Segment Open

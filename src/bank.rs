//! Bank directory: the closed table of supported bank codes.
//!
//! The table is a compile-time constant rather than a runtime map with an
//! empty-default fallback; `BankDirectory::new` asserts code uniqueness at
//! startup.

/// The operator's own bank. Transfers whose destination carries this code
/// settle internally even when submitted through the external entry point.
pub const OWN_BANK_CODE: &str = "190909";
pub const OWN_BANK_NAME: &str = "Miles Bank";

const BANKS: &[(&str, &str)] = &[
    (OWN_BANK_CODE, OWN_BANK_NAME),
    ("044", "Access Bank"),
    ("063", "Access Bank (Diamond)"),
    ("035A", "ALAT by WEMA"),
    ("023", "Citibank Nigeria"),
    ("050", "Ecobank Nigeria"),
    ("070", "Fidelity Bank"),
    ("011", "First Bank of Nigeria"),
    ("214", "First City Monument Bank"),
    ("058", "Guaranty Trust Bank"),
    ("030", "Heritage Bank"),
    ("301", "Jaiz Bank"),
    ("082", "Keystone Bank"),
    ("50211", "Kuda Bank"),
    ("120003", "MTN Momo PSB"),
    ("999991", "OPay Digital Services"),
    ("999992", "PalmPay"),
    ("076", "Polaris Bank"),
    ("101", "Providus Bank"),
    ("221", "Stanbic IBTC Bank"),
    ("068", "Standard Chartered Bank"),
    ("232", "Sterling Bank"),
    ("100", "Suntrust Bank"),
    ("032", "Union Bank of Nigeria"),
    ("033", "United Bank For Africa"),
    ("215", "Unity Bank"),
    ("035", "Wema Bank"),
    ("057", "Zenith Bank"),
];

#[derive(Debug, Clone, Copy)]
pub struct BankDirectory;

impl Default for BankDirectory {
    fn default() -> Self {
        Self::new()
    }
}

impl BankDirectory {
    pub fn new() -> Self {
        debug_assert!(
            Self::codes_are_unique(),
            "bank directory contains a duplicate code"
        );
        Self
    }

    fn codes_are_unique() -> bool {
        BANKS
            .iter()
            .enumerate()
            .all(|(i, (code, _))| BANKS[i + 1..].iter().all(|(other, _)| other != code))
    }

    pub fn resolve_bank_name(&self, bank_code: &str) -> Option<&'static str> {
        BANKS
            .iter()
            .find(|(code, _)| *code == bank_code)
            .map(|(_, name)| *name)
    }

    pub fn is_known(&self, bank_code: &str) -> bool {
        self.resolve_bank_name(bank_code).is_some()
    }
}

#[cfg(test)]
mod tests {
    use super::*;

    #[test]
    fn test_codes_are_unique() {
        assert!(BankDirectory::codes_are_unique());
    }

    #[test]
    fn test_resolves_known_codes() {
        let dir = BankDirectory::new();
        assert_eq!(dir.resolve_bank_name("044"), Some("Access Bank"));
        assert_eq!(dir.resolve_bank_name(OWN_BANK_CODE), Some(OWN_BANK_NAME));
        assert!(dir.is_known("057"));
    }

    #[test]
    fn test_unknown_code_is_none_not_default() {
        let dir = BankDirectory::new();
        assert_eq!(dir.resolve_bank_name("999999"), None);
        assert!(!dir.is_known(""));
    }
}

Segment Closed

WHAT TO PRODUCE ->
Reproduce the records above in full, without altering a single character.

EXPECTED OUTPUT ->
filename src/bank.rs
//! Bank directory: the closed table of supported bank codes.
//!
//! The table is a compile-time constant rather than a runtime map with an
//! empty-default fallback; `BankDirectory::new` asserts code uniqueness at
//! startup.

/// The operator's own bank. Transfers whose destination carries this code
/// settle internally even when submitted through the external entry point.
pub const OWN_BANK_CODE: &str = "190909";
pub const OWN_BANK_NAME: &str = "Miles Bank";

const BANKS: &[(&str, &str)] = &[
    (OWN_BANK_CODE, OWN_BANK_NAME),
    ("044", "Access Bank"),
    ("063", "Access Bank (Diamond)"),
    ("035A", "ALAT by WEMA"),
    ("023", "Citibank Nigeria"),
    ("050", "Ecobank Nigeria"),
    ("070", "Fidelity Bank"),
    ("011", "First Bank of Nigeria"),
    ("214", "First City Monument Bank"),
    ("058", "Guaranty Trust Bank"),
    ("030", "Heritage Bank"),
    ("301", "Jaiz Bank"),
    ("082", "Keystone Bank"),
    ("50211", "Kuda Bank"),
    ("120003", "MTN Momo PSB"),
    ("999991", "OPay Digital Services"),
    ("999992", "PalmPay"),
    ("076", "Polaris Bank"),
    ("101", "Providus Bank"),
    ("221", "Stanbic IBTC Bank"),
    ("068", "Standard Chartered Bank"),
    ("232", "Sterling Bank"),
    ("100", "Suntrust Bank"),
    ("032", "Union Bank of Nigeria"),
    ("033", "United Bank For Africa"),
    ("215", "Unity Bank"),
    ("035", "Wema Bank"),
    ("057", "Zenith Bank"),
];

#[derive(Debug, Clone, Copy)]
pub struct BankDirectory;

impl Default for BankDirectory {
    fn default() -> Self {
        Self::new()
    }
}

impl BankDirectory {
    pub fn new() -> Self {
        debug_assert!(
            Self::codes_are_unique(),
            "bank directory contains a duplicate code"
        );
        Self
    }

    fn codes_are_unique() -> bool {
        BANKS
            .iter()
            .enumerate()
            .all(|(i, (code, _))| BANKS[i + 1..].iter().all(|(other, _)| other != code))
    }

    pub fn resolve_bank_name(&self, bank_code: &str) -> Option<&'static str> {
        BANKS
            .iter()
            .find(|(code, _)| *code == bank_code)
            .map(|(_, name)| *name)
    }

    pub fn is_known(&self, bank_code: &str) -> bool {
        self.resolve_bank_name(bank_code).is_some()
    }
}

#[cfg(test)]
mod tests {
    use super::*;

    #[test]
    fn test_codes_are_unique() {
        assert!(BankDirectory::codes_are_unique());
    }

    #[test]
    fn test_resolves_known_codes() {
        let dir = BankDirectory::new();
        assert_eq!(dir.resolve_bank_name("044"), Some("Access Bank"));
        assert_eq!(dir.resolve_bank_name(OWN_BANK_CODE), Some(OWN_BANK_NAME));
        assert!(dir.is_known("057"));
    }

    #[test]
    fn test_unknown_code_is_none_not_default() {
        let dir = BankDirectory::new();
        assert_eq!(dir.resolve_bank_name("999999"), None);
        assert!(!dir.is_known(""));
    }
}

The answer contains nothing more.